Presentation

Take a form, add a function, and you have created something new and unique: a form-function hybrid, a working structure. And if the function is made of a conductive polymer, and the form is of biological origin you can create totally novel materials.

My research, as part of the Biomolecular and Organic Electronics group at Linköping University, consists of two main fields: organic solar cells and self-assembling of conductive polymers.

Main research interests:

  • Self-assembly of conductive polymers
  • Organic solar cells

Self-assembling polymers

Normally humans produce artefacts by taking a larger, previously existing, structure and saw, grind or cut it into shape. A table, for example, is made from the larger structure of a tree. Any assembly is made from already altered, cut down, structures, such as boards. Human manufacturing processes have historically been based on this top-down approach.

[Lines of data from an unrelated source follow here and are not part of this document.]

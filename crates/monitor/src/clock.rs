//! Time sources for [`DetectionState`](crate::state::DetectionState).

use std::{
    sync::Mutex,
    time::{Duration, Instant},
};

use chrono::{DateTime, Local, TimeDelta};

/// Monotonic time for durations plus wall time for history stamps.
pub trait Clock: Send + Sync {
    fn now(&self) -> Instant;
    fn wall(&self) -> DateTime<Local>;
}

#[derive(Debug, Default, Clone, Copy)]
pub struct SystemClock;

impl Clock for SystemClock {
    fn now(&self) -> Instant {
        Instant::now()
    }

    fn wall(&self) -> DateTime<Local> {
        Local::now()
    }
}

/// Hand-advanced clock for deterministic tests and replays.
#[derive(Debug)]
pub struct ManualClock {
    origin: Instant,
    origin_wall: DateTime<Local>,
    offset: Mutex<Duration>,
}

impl ManualClock {
    pub fn new() -> Self {
        Self {
            origin: Instant::now(),
            origin_wall: Local::now(),
            offset: Mutex::new(Duration::ZERO),
        }
    }

    pub fn advance(&self, by: Duration) {
        if let Ok(mut offset) = self.offset.lock() {
            *offset += by;
        }
    }

    pub fn advance_secs(&self, secs: f64) {
        self.advance(Duration::from_secs_f64(secs));
    }

    fn offset(&self) -> Duration {
        self.offset.lock().map(|o| *o).unwrap_or_default()
    }
}

impl Default for ManualClock {
    fn default() -> Self {
        Self::new()
    }
}

impl Clock for ManualClock {
    fn now(&self) -> Instant {
        self.origin + self.offset()
    }

    fn wall(&self) -> DateTime<Local> {
        let delta = TimeDelta::from_std(self.offset()).unwrap_or(TimeDelta::zero());
        self.origin_wall + delta
    }
}
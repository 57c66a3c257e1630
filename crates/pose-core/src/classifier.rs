//! Geometric posture classification.
//!
//! Works on the image plane only. The spine axis runs from the shoulder
//! midpoint to the hip midpoint; the side of that axis on which the wrists
//! fall separates lateral from supine postures, and the nose offset refines
//! supine into head-turn variants.
//!
//! Sign convention: with `cross(a, b) = a.x * b.y - a.y * b.x` in image
//! coordinates, a positive cross product against the spine means left.
//!
//! An arm vector (wrist minus shoulder midpoint) shorter than
//! [`DEGENERATE_ARM_NORM`] carries no usable direction. When either arm, or
//! their average, is that short, a lateral posture is decided by the sign of
//! the left arm's cross product alone and no arm angle is reported.

use serde::Serialize;

use crate::{
    landmarks::{LandmarkId, LandmarkSet},
    posture::PostureLabel,
};

/// Arm vectors shorter than this are too short to trust for the angle
/// computation.
pub const DEGENERATE_ARM_NORM: f32 = 0.05;
/// Head rotation beyond this angle counts as a head turn.
pub const HEAD_TURN_THRESHOLD_DEG: f32 = 10.0;
const NORM_EPSILON: f32 = 1e-6;

/// Classification outcome with the angles that produced it.
#[derive(Debug, Clone, Copy, PartialEq, Serialize)]
pub struct PostureAssessment {
    pub label: PostureLabel,
    /// Angle between the averaged arm vector and the spine (lateral only).
    pub arm_angle_deg: Option<f32>,
    /// Head rotation away from the spine axis (supine only).
    pub head_angle_deg: Option<f32>,
}

impl PostureAssessment {
    fn undetected() -> Self {
        Self::label_only(PostureLabel::Undetected)
    }

    fn label_only(label: PostureLabel) -> Self {
        Self {
            label,
            arm_angle_deg: None,
            head_angle_deg: None,
        }
    }
}

/// Map a landmark set to a posture label. `None` yields `Undetected`.
pub fn classify(landmarks: Option<&LandmarkSet>) -> PostureLabel {
    assess(landmarks).label
}

/// Full classification including diagnostic angles.
pub fn assess(landmarks: Option<&LandmarkSet>) -> PostureAssessment {
    let Some(set) = landmarks else {
        return PostureAssessment::undetected();
    };
    let point = |id: LandmarkId| {
        let lm = set.get(id);
        Vec2::new(lm.x, lm.y)
    };

    let shoulder_mid = point(LandmarkId::LeftShoulder).midpoint(point(LandmarkId::RightShoulder));
    let hip_mid = point(LandmarkId::LeftHip).midpoint(point(LandmarkId::RightHip));
    let spine = hip_mid - shoulder_mid;
    if !spine.is_finite() || spine.norm() < NORM_EPSILON {
        return PostureAssessment::undetected();
    }

    let left_arm = point(LandmarkId::LeftWrist) - shoulder_mid;
    let right_arm = point(LandmarkId::RightWrist) - shoulder_mid;
    let left_cross = left_arm.cross(spine);
    let right_cross = right_arm.cross(spine);

    let same_side =
        (left_cross > 0.0 && right_cross > 0.0) || (left_cross < 0.0 && right_cross < 0.0);
    if same_side {
        let avg_arm = (left_arm + right_arm).scale(0.5);
        let degenerate = [left_arm, right_arm, avg_arm]
            .iter()
            .any(|arm| arm.norm() < DEGENERATE_ARM_NORM);
        if degenerate {
            return PostureAssessment::label_only(lateral_side(left_cross));
        }
        return PostureAssessment {
            label: lateral_side(avg_arm.cross(spine)),
            arm_angle_deg: Some(angle_between(avg_arm, spine)),
            head_angle_deg: None,
        };
    }

    let nose = point(LandmarkId::Nose) - shoulder_mid;
    let head_angle = angle_between(nose, spine.scale(-1.0));
    let label = if head_angle > HEAD_TURN_THRESHOLD_DEG {
        if nose.cross(spine) > 0.0 {
            PostureLabel::HeadLeftSupine
        } else {
            PostureLabel::HeadRightSupine
        }
    } else {
        PostureLabel::NormalSupine
    };

    PostureAssessment {
        label,
        arm_angle_deg: None,
        head_angle_deg: Some(head_angle),
    }
}

fn lateral_side(cross: f32) -> PostureLabel {
    if cross > 0.0 {
        PostureLabel::LeftLateral
    } else {
        PostureLabel::RightLateral
    }
}

fn angle_between(a: Vec2, b: Vec2) -> f32 {
    let denom = (a.norm() * b.norm()).max(NORM_EPSILON);
    (a.dot(b) / denom).clamp(-1.0, 1.0).acos().to_degrees()
}

#[derive(Debug, Clone, Copy, PartialEq)]
struct Vec2 {
    x: f32,
    y: f32,
}

impl Vec2 {
    fn new(x: f32, y: f32) -> Self {
        Self { x, y }
    }

    fn midpoint(self, other: Self) -> Self {
        (self + other).scale(0.5)
    }

    fn scale(self, k: f32) -> Self {
        Self::new(self.x * k, self.y * k)
    }

    fn dot(self, other: Self) -> f32 {
        self.x * other.x + self.y * other.y
    }

    fn cross(self, other: Self) -> f32 {
        self.x * other.y - self.y * other.x
    }

    fn norm(self) -> f32 {
        self.dot(self).sqrt()
    }

    fn is_finite(self) -> bool {
        self.x.is_finite() && self.y.is_finite()
    }
}

impl std::ops::Add for Vec2 {
    type Output = Vec2;

    fn add(self, rhs: Vec2) -> Vec2 {
        Vec2::new(self.x + rhs.x, self.y + rhs.y)
    }
}

impl std::ops::Sub for Vec2 {
    type Output = Vec2;

    fn sub(self, rhs: Vec2) -> Vec2 {
        Vec2::new(self.x - rhs.x, self.y - rhs.y)
    }
}

#[cfg(test)]
mod tests {
    use super::*;
    use crate::landmarks::Landmark;

    /// Sleeper seen from above, head at the top of the image.
    fn body(left_wrist: (f32, f32), right_wrist: (f32, f32), nose: (f32, f32)) -> LandmarkSet {
        LandmarkSet::from_named([
            (LandmarkId::Nose, Landmark::at(nose.0, nose.1)),
            (LandmarkId::LeftShoulder, Landmark::at(0.4, 0.3)),
            (LandmarkId::RightShoulder, Landmark::at(0.6, 0.3)),
            (LandmarkId::LeftHip, Landmark::at(0.42, 0.7)),
            (LandmarkId::RightHip, Landmark::at(0.58, 0.7)),
            (LandmarkId::LeftWrist, Landmark::at(left_wrist.0, left_wrist.1)),
            (LandmarkId::RightWrist, Landmark::at(right_wrist.0, right_wrist.1)),
        ])
        .expect("complete landmark set")
    }

    const CENTRED_NOSE: (f32, f32) = (0.5, 0.2);

    #[test]
    fn test_classification_is_deterministic() {
        let set = body((0.7, 0.5), (0.75, 0.45), CENTRED_NOSE);
        let first = assess(Some(&set));
        for _ in 0..10 {
            assert_eq!(assess(Some(&set.clone())), first);
        }
    }

    #[test]
    fn test_positive_cross_is_left_lateral() {
        let set = body((0.7, 0.5), (0.75, 0.45), CENTRED_NOSE);
        let assessment = assess(Some(&set));
        assert_eq!(assessment.label, PostureLabel::LeftLateral);
        assert!(assessment.arm_angle_deg.is_some());
    }

    #[test]
    fn test_wrists_across_the_spine_flip_lateral_side() {
        let left = body((0.7, 0.5), (0.75, 0.45), CENTRED_NOSE);
        let right = body((0.3, 0.5), (0.25, 0.45), CENTRED_NOSE);
        assert_eq!(classify(Some(&left)), PostureLabel::LeftLateral);
        assert_eq!(classify(Some(&right)), PostureLabel::RightLateral);
    }

    #[test]
    fn test_mirrored_body_flips_lateral_label() {
        let set = body((0.7, 0.5), (0.75, 0.45), CENTRED_NOSE);
        assert_eq!(classify(Some(&set)), PostureLabel::LeftLateral);
        assert_eq!(classify(Some(&set.mirrored())), PostureLabel::RightLateral);
        assert_eq!(classify(Some(&set.mirrored().mirrored())), PostureLabel::LeftLateral);
    }

    #[test]
    fn test_degenerate_arms_use_cross_sign_only() {
        let set = body((0.52, 0.31), (0.53, 0.305), CENTRED_NOSE);
        let assessment = assess(Some(&set));
        assert_eq!(assessment.label, PostureLabel::LeftLateral);
        assert_eq!(assessment.arm_angle_deg, None);

        let mirrored = assess(Some(&set.mirrored()));
        assert_eq!(mirrored.label, PostureLabel::RightLateral);
    }

    #[test]
    fn test_one_short_arm_is_degenerate() {
        let set = body((0.52, 0.31), (0.8, 0.6), CENTRED_NOSE);
        let assessment = assess(Some(&set));
        assert_eq!(assessment.label, PostureLabel::LeftLateral);
        assert_eq!(assessment.arm_angle_deg, None);

        let mirrored = assess(Some(&set.mirrored()));
        assert_eq!(mirrored.label, PostureLabel::RightLateral);
        assert_eq!(mirrored.arm_angle_deg, None);
    }

    #[test]
    fn test_wrists_on_both_sides_is_supine() {
        let set = body((0.3, 0.5), (0.7, 0.5), CENTRED_NOSE);
        let assessment = assess(Some(&set));
        assert_eq!(assessment.label, PostureLabel::NormalSupine);
        assert!(assessment.head_angle_deg.is_some_and(|a| a < 1.0));
    }

    #[test]
    fn test_head_turn_direction() {
        let turned = body((0.3, 0.5), (0.7, 0.5), (0.56, 0.2));
        assert_eq!(classify(Some(&turned)), PostureLabel::HeadLeftSupine);
        assert_eq!(classify(Some(&turned.mirrored())), PostureLabel::HeadRightSupine);

        let slight = body((0.3, 0.5), (0.7, 0.5), (0.51, 0.2));
        assert_eq!(classify(Some(&slight)), PostureLabel::NormalSupine);
    }

    #[test]
    fn test_missing_or_collapsed_landmarks_are_undetected() {
        assert_eq!(classify(None), PostureLabel::Undetected);

        let collapsed = LandmarkSet::from_named(
            crate::landmarks::REQUIRED_LANDMARKS
                .iter()
                .map(|&id| (id, Landmark::at(0.5, 0.5))),
        )
        .expect("complete");
        assert_eq!(classify(Some(&collapsed)), PostureLabel::Undetected);
    }

    #[test]
    fn test_nose_on_shoulder_midpoint_does_not_fail() {
        let set = body((0.3, 0.5), (0.7, 0.5), (0.5, 0.3));
        let assessment = assess(Some(&set));
        assert!(assessment.head_angle_deg.is_some_and(f32::is_finite));
    }
}
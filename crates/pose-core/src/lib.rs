//! Pose-side building blocks: the landmark model, geometric posture
//! classification, temporal smoothing, bed-relative coordinates, and the
//! provider traits through which external models are consumed.

pub mod bed;
pub mod classifier;
pub mod landmarks;
pub mod posture;
pub mod provider;
pub mod smoother;
pub mod stability;

pub use bed::{BedFrame, BedFrameError, BedReference};
pub use classifier::{PostureAssessment, assess, classify};
pub use landmarks::{LANDMARK_COUNT, Landmark, LandmarkError, LandmarkId, LandmarkSet};
pub use posture::{PostureGuidance, PostureLabel};
pub use provider::{EmotionProvider, LandmarkProvider};
pub use smoother::LandmarkSmoother;
pub use stability::PostureStabilizer;
//! Capture device boundary.
//!
//! A [`CameraBackend`] opens devices by numeric id and hands back an owned
//! [`CaptureDevice`]. Dropping the device releases the underlying handle, so
//! whoever owns the box owns the hardware.

use std::sync::{
    Arc, Mutex, PoisonError,
    atomic::{AtomicUsize, Ordering},
};

use crate::types::{CaptureError, Frame};

/// An open capture device. Dropping it releases the handle.
pub trait CaptureDevice: Send {
    /// Blocking read of the next frame.
    fn read(&mut self) -> Result<Frame, CaptureError>;
}

/// Factory for capture devices.
pub trait CameraBackend: Send + Sync {
    fn open(&self, device_id: i32) -> Result<Box<dyn CaptureDevice>, CaptureError>;
}

type FrameGenerator = dyn FnMut(u64) -> Result<Frame, CaptureError> + Send;

/// In-process backend whose frames come from a generator closure.
///
/// Used by the demo binary and by tests. The generator receives a frame
/// counter shared across reopen cycles so scripted sequences survive a device
/// reinitialisation. Only devices listed in `available` can be opened; the
/// list can be changed at any time to simulate a camera being unplugged.
/// Clones share all state.
#[derive(Clone)]
pub struct SyntheticBackend {
    available: Arc<Mutex<Vec<i32>>>,
    generator: Arc<Mutex<Box<FrameGenerator>>>,
    counter: Arc<AtomicUsize>,
    attempts: Arc<AtomicUsize>,
    opened: Arc<AtomicUsize>,
    live: Arc<AtomicUsize>,
}

impl SyntheticBackend {
    pub fn new<F>(available: Vec<i32>, generator: F) -> Self
    where
        F: FnMut(u64) -> Result<Frame, CaptureError> + Send + 'static,
    {
        Self {
            available: Arc::new(Mutex::new(available)),
            generator: Arc::new(Mutex::new(Box::new(generator))),
            counter: Arc::new(AtomicUsize::new(0)),
            attempts: Arc::new(AtomicUsize::new(0)),
            opened: Arc::new(AtomicUsize::new(0)),
            live: Arc::new(AtomicUsize::new(0)),
        }
    }

    /// Backend producing blank frames of the given size on device 0.
    pub fn blank(width: i32, height: i32) -> Self {
        let len = (width.max(0) * height.max(0) * 3) as usize;
        Self::new(vec![0], move |_| Ok(Frame::bgr(vec![0; len], width, height)))
    }

    /// Replace the set of devices that can be opened. Already open devices
    /// keep working until dropped.
    pub fn set_available(&self, available: Vec<i32>) {
        *self.available.lock().unwrap_or_else(PoisonError::into_inner) = available;
    }

    /// Number of `open` calls so far, successful or not.
    pub fn open_attempts(&self) -> usize {
        self.attempts.load(Ordering::SeqCst)
    }

    /// Number of successful `open` calls so far.
    pub fn open_count(&self) -> usize {
        self.opened.load(Ordering::SeqCst)
    }

    /// Number of devices opened and not yet released.
    pub fn live_devices(&self) -> usize {
        self.live.load(Ordering::SeqCst)
    }
}

impl CameraBackend for SyntheticBackend {
    fn open(&self, device_id: i32) -> Result<Box<dyn CaptureDevice>, CaptureError> {
        self.attempts.fetch_add(1, Ordering::SeqCst);
        let available = self
            .available
            .lock()
            .unwrap_or_else(PoisonError::into_inner)
            .contains(&device_id);
        if !available {
            return Err(CaptureError::Open { device_id });
        }
        self.opened.fetch_add(1, Ordering::SeqCst);
        self.live.fetch_add(1, Ordering::SeqCst);
        Ok(Box::new(SyntheticDevice {
            device_id,
            generator: self.generator.clone(),
            counter: self.counter.clone(),
            live: self.live.clone(),
        }))
    }
}

struct SyntheticDevice {
    device_id: i32,
    generator: Arc<Mutex<Box<FrameGenerator>>>,
    counter: Arc<AtomicUsize>,
    live: Arc<AtomicUsize>,
}

impl CaptureDevice for SyntheticDevice {
    fn read(&mut self) -> Result<Frame, CaptureError> {
        let index = self.counter.fetch_add(1, Ordering::SeqCst) as u64;
        let mut generator = self
            .generator
            .lock()
            .map_err(|_| CaptureError::ReadTransient {
                device_id: self.device_id,
                reason: "generator lock poisoned".into(),
            })?;
        (generator)(index)
    }
}

impl Drop for SyntheticDevice {
    fn drop(&mut self) {
        self.live.fetch_sub(1, Ordering::SeqCst);
    }
}
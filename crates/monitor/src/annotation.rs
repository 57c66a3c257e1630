//! Overlay rendering for the preview stream.

use anyhow::{Result, anyhow, ensure};
use image::{DynamicImage, ImageBuffer, Rgba, codecs::jpeg::JpegEncoder};
use pose_core::{LandmarkId, LandmarkSet, PostureLabel};
use video_ingest::{Frame, FrameFormat};

const LANDMARK_COLOR: Rgba<u8> = Rgba([0, 255, 0, 255]);
const SPINE_COLOR: Rgba<u8> = Rgba([255, 200, 0, 255]);
const BAR_COLOR: Rgba<u8> = Rgba([0, 0, 0, 180]);
const TEXT_COLOR: Rgba<u8> = Rgba([255, 255, 255, 255]);
const VISIBILITY_THRESHOLD: f32 = 0.5;

type Canvas = ImageBuffer<Rgba<u8>, Vec<u8>>;

/// What to draw on top of a frame.
pub struct Overlay<'a> {
    pub landmarks: Option<&'a LandmarkSet>,
    pub posture: PostureLabel,
    pub emotion: &'a str,
    pub frame_number: u64,
}

/// Draw landmarks, the spine axis and a status bar onto a copy of `frame`.
pub fn annotate_frame(frame: &Frame, overlay: &Overlay<'_>) -> Result<Frame> {
    ensure!(
        frame.format == FrameFormat::Bgr8 && frame.data.len() == frame.expected_len(),
        "frame payload does not match {}x{} BGR",
        frame.width,
        frame.height
    );
    let width = frame.width as u32;
    let height = frame.height as u32;
    let mut image = Canvas::from_vec(width, height, bgr_to_rgba(&frame.data))
        .ok_or_else(|| anyhow!("failed to convert frame into image buffer"))?;

    if let Some(landmarks) = overlay.landmarks {
        draw_skeleton(&mut image, landmarks);
    }

    let status = format!(
        "{:06} {} {}",
        overlay.frame_number,
        overlay.posture.as_str(),
        overlay.emotion
    );
    let bar_width = (status.chars().count() as i32 * 6 + 4).min(width as i32);
    let bar_y = (height as i32 - 12).max(0);
    fill_rect(&mut image, 0, bar_y, bar_width, bar_y + 9, BAR_COLOR);
    draw_label(&mut image, 2, bar_y + 1, &status, TEXT_COLOR);

    Ok(Frame {
        data: rgba_to_bgr(image.as_raw()),
        width: frame.width,
        height: frame.height,
        timestamp_ms: frame.timestamp_ms,
        captured_at: frame.captured_at,
        format: FrameFormat::Bgr8,
    })
}

/// JPEG-encode a BGR frame for streaming consumers.
pub fn encode_jpeg(frame: &Frame, quality: u8) -> Result<Vec<u8>> {
    let image = Canvas::from_vec(
        frame.width as u32,
        frame.height as u32,
        bgr_to_rgba(&frame.data),
    )
    .ok_or_else(|| anyhow!("failed to convert frame into image buffer"))?;
    let rgb = DynamicImage::ImageRgba8(image).to_rgb8();
    let mut buffer = Vec::new();
    JpegEncoder::new_with_quality(&mut buffer, quality.clamp(1, 100))
        .encode_image(&rgb)
        .map_err(|err| anyhow!("JPEG encode failed: {err}"))?;
    Ok(buffer)
}

fn draw_skeleton(image: &mut Canvas, landmarks: &LandmarkSet) {
    let width = image.width() as f32;
    let height = image.height() as f32;
    let to_px = |id: LandmarkId| {
        let p = landmarks.get(id);
        ((p.x * width).round() as i32, (p.y * height).round() as i32)
    };

    let shoulders = midpoint(to_px(LandmarkId::LeftShoulder), to_px(LandmarkId::RightShoulder));
    let hips = midpoint(to_px(LandmarkId::LeftHip), to_px(LandmarkId::RightHip));
    draw_segment(image, shoulders, hips, SPINE_COLOR);

    for point in landmarks.points() {
        if !point.is_visible(VISIBILITY_THRESHOLD) {
            continue;
        }
        let x = (point.x * width).round() as i32;
        let y = (point.y * height).round() as i32;
        fill_rect(image, x - 2, y - 2, x + 2, y + 2, LANDMARK_COLOR);
    }
}

fn midpoint(a: (i32, i32), b: (i32, i32)) -> (i32, i32) {
    ((a.0 + b.0) / 2, (a.1 + b.1) / 2)
}

fn draw_segment(image: &mut Canvas, from: (i32, i32), to: (i32, i32), color: Rgba<u8>) {
    let steps = (to.0 - from.0).abs().max((to.1 - from.1).abs()).max(1);
    for step in 0..=steps {
        let t = step as f32 / steps as f32;
        let x = from.0 as f32 + (to.0 - from.0) as f32 * t;
        let y = from.1 as f32 + (to.1 - from.1) as f32 * t;
        let (x, y) = (x.round() as i32, y.round() as i32);
        fill_rect(image, x, y, x + 1, y + 1, color);
    }
}

fn bgr_to_rgba(input: &[u8]) -> Vec<u8> {
    let mut output = Vec::with_capacity(input.len() / 3 * 4);
    for chunk in input.chunks_exact(3) {
        output.extend_from_slice(&[chunk[2], chunk[1], chunk[0], 255]);
    }
    output
}

fn rgba_to_bgr(input: &[u8]) -> Vec<u8> {
    let mut output = Vec::with_capacity(input.len() / 4 * 3);
    for chunk in input.chunks_exact(4) {
        output.extend_from_slice(&[chunk[2], chunk[1], chunk[0]]);
    }
    output
}

/// Alpha-blends `color` over the clipped rectangle.
fn fill_rect(image: &mut Canvas, left: i32, top: i32, right: i32, bottom: i32, color: Rgba<u8>) {
    let width = image.width() as i32;
    let height = image.height() as i32;
    if width == 0 || height == 0 || right < 0 || bottom < 0 || left >= width || top >= height {
        return;
    }
    let left = left.clamp(0, width - 1);
    let right = right.clamp(0, width - 1);
    let top = top.clamp(0, height - 1);
    let bottom = bottom.clamp(0, height - 1);

    let alpha = color[3] as u16;
    for y in top..=bottom {
        for x in left..=right {
            let pixel = image.get_pixel_mut(x as u32, y as u32);
            for channel in 0..3 {
                let blended = (color[channel] as u16 * alpha
                    + pixel[channel] as u16 * (255 - alpha))
                    / 255;
                pixel[channel] = blended as u8;
            }
        }
    }
}

fn draw_label(image: &mut Canvas, mut x: i32, y: i32, text: &str, color: Rgba<u8>) {
    let width = image.width() as i32;
    let height = image.height() as i32;
    for ch in text.chars().flat_map(char::to_uppercase) {
        if let Some(glyph) = glyph_bits(ch) {
            for (row, pattern) in glyph.iter().enumerate() {
                let py = y + row as i32;
                if py < 0 || py >= height {
                    continue;
                }
                for col in 0..5 {
                    let px = x + col;
                    if (pattern >> (4 - col)) & 1 == 1 && px >= 0 && px < width {
                        *image.get_pixel_mut(px as u32, py as u32) = color;
                    }
                }
            }
        }
        x += 6;
    }
}

/// 5x7 bitmap glyphs, one byte per row, most significant of the low five
/// bits on the left.
fn glyph_bits(ch: char) -> Option<[u8; 7]> {
    let rows = match ch {
        'A' => [0x0E, 0x11, 0x11, 0x1F, 0x11, 0x11, 0x11],
        'B' => [0x1E, 0x11, 0x11, 0x1E, 0x11, 0x11, 0x1E],
        'C' => [0x0E, 0x11, 0x10, 0x10, 0x10, 0x11, 0x0E],
        'D' => [0x1E, 0x11, 0x11, 0x11, 0x11, 0x11, 0x1E],
        'E' => [0x1F, 0x10, 0x10, 0x1E, 0x10, 0x10, 0x1F],
        'F' => [0x1F, 0x10, 0x10, 0x1E, 0x10, 0x10, 0x10],
        'G' => [0x0E, 0x11, 0x10, 0x17, 0x11, 0x11, 0x0F],
        'H' => [0x11, 0x11, 0x11, 0x1F, 0x11, 0x11, 0x11],
        'I' => [0x0E, 0x04, 0x04, 0x04, 0x04, 0x04, 0x0E],
        'J' => [0x07, 0x02, 0x02, 0x02, 0x02, 0x12, 0x0C],
        'K' => [0x11, 0x12, 0x14, 0x18, 0x14, 0x12, 0x11],
        'L' => [0x10, 0x10, 0x10, 0x10, 0x10, 0x10, 0x1F],
        'M' => [0x11, 0x1B, 0x15, 0x15, 0x11, 0x11, 0x11],
        'N' => [0x11, 0x19, 0x15, 0x15, 0x13, 0x11, 0x11],
        'O' => [0x0E, 0x11, 0x11, 0x11, 0x11, 0x11, 0x0E],
        'P' => [0x1E, 0x11, 0x11, 0x1E, 0x10, 0x10, 0x10],
        'Q' => [0x0E, 0x11, 0x11, 0x11, 0x15, 0x12, 0x0D],
        'R' => [0x1E, 0x11, 0x11, 0x1E, 0x14, 0x12, 0x11],
        'S' => [0x0F, 0x10, 0x10, 0x0E, 0x01, 0x01, 0x1E],
        'T' => [0x1F, 0x04, 0x04, 0x04, 0x04, 0x04, 0x04],
        'U' => [0x11, 0x11, 0x11, 0x11, 0x11, 0x11, 0x0E],
        'V' => [0x11, 0x11, 0x11, 0x11, 0x11, 0x0A, 0x04],
        'W' => [0x11, 0x11, 0x11, 0x15, 0x15, 0x15, 0x0A],
        'X' => [0x11, 0x11, 0x0A, 0x04, 0x0A, 0x11, 0x11],
        'Y' => [0x11, 0x11, 0x0A, 0x04, 0x04, 0x04, 0x04],
        'Z' => [0x1F, 0x01, 0x02, 0x04, 0x08, 0x10, 0x1F],
        '0' => [0x0E, 0x11, 0x13, 0x15, 0x19, 0x11, 0x0E],
        '1' => [0x04, 0x0C, 0x04, 0x04, 0x04, 0x04, 0x0E],
        '2' => [0x0E, 0x11, 0x01, 0x02, 0x04, 0x08, 0x1F],
        '3' => [0x1E, 0x01, 0x01, 0x0E, 0x01, 0x01, 0x1E],
        '4' => [0x02, 0x06, 0x0A, 0x12, 0x1F, 0x02, 0x02],
        '5' => [0x1F, 0x10, 0x1E, 0x01, 0x01, 0x11, 0x0E],
        '6' => [0x06, 0x08, 0x10, 0x1E, 0x11, 0x11, 0x0E],
        '7' => [0x1F, 0x01, 0x02, 0x04, 0x08, 0x08, 0x08],
        '8' => [0x0E, 0x11, 0x11, 0x0E, 0x11, 0x11, 0x0E],
        '9' => [0x0E, 0x11, 0x11, 0x0F, 0x01, 0x02, 0x0C],
        '-' => [0x00, 0x00, 0x00, 0x1F, 0x00, 0x00, 0x00],
        ':' => [0x00, 0x0C, 0x0C, 0x00, 0x0C, 0x0C, 0x00],
        '.' => [0x00, 0x00, 0x00, 0x00, 0x00, 0x0C, 0x0C],
        ' ' => [0x00; 7],
        _ => return None,
    };
    Some(rows)
}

Nature, in contrast, creates from the bottom-up - a foetus, for example, starts with a single cell. Cells themselves duplicate by adding nanoscale molecules that enable them to split into more cells. This is the type of creation that I and my colleagues try to emulate.

A molecular bottom-up approach

Starting with macro-molecules our process relies on supra-molecular forces to create larger structures. In layman's terms we mix two elements to create a more complex third element. This kind of production method is resource effective, environmentally friendly, and doesn't use any unsound solvents or precious process equipment. The process is self-organizing, and spontaneous in the right conditions. And it can add function to almost any form.

The non-conductive carriers we use range from the nano-scale, such as protein wires, DNA and lipids, to common macro structures, such as silk threads or paper. Onto these we apply PEDOT-S based polymers, which self-assemble to add a function: the ability to add electronic properties to almost anything.

An experimental research approach

As of yet, my PEDOT-S polymer research has taken a clear experimental focus on material physics. I am an experimenter, struggling to create something in order to understand it. To quote Richard Feynman: "What I cannot create, I do not understand". In my research group we go by the motto that if we can show that it works, we can get an idea of how it works, a strategy that has yielded a number of publications during the years, some before my time.

Sample PEDOT-S research advantages:

  • Self-assembly enables a molecular bottom-up process mimicking nature.
  • PEDOT-S self-assembly enables cheap creation of nanoscale structures.
  • Flexibility and ease of creation makes it possible to utilize a trial-and-error approach to yield unexpected results.

Organic solar cells

Solar cells are environmentally friendly for consumers, but silicon solar cells are resource and energy intensive to produce. A joint Dutch-American study (Fthenakis, Kim and Alsema, 2008) showed an energy consumption of a quarter of a million Wh for 1 square meter of silicon solar panels produced, giving an energy "payback" time of several years.

Organic solar cells, on the other hand, require very little energy to produce. Thus they are more environmentally friendly than silicon solar cells.

Enhancing the solar cell market

In our research group, we believe that organic solar cells have the potential to enhance the solar cells market, as they're lightweight and transparent, enabling mounting on any number of surfaces, including windows, facades and, as they are flexible, sails or clothing.

They are also rapidly approaching the effectiveness of silicon solar cells, and can be manufactured using standard printing press technology - a single, small scale printing press can produce several hundred square meters of organic solar cells per day.

Emergent technology

However, the technology is still emergent, and there are still problems. The stability of organic solar cells is lower than that of their silicon counterparts. Field tests show a lifespan ranging from several months to several years, as compared to 20+ years for silicon.

The efficiency is also lower than for silicon, around 7 % in the field and pushing 13 % in laboratory conditions, compared with 15 % or more for silicon. My contribution to this problem lies in light management techniques. As our organic solar cells are semi-transparent, it is possible to utilize the transmitted light to increase efficiency.

50 % increase in efficiency

By placing a plain piece of paper behind an organic solar cell, it is possible to increase the cell's efficiency by up to 50% by capturing the transmitted light which will scatter back into the solar cell. This is very beneficial since paper is cheap, ecological and recyclable. Thus a cheap solar cell combined with a cheap scattering layer makes for an efficient, yet still cheap and environmentally friendly, product, and we have the patent for this production process.

We are currently conducting trials together with the Tekniska Verken energy company in Linköping using printed organic solar cells.. Our trial modules are currently meter-long, of varying colours, and we are seeing continuous efficiency improvements.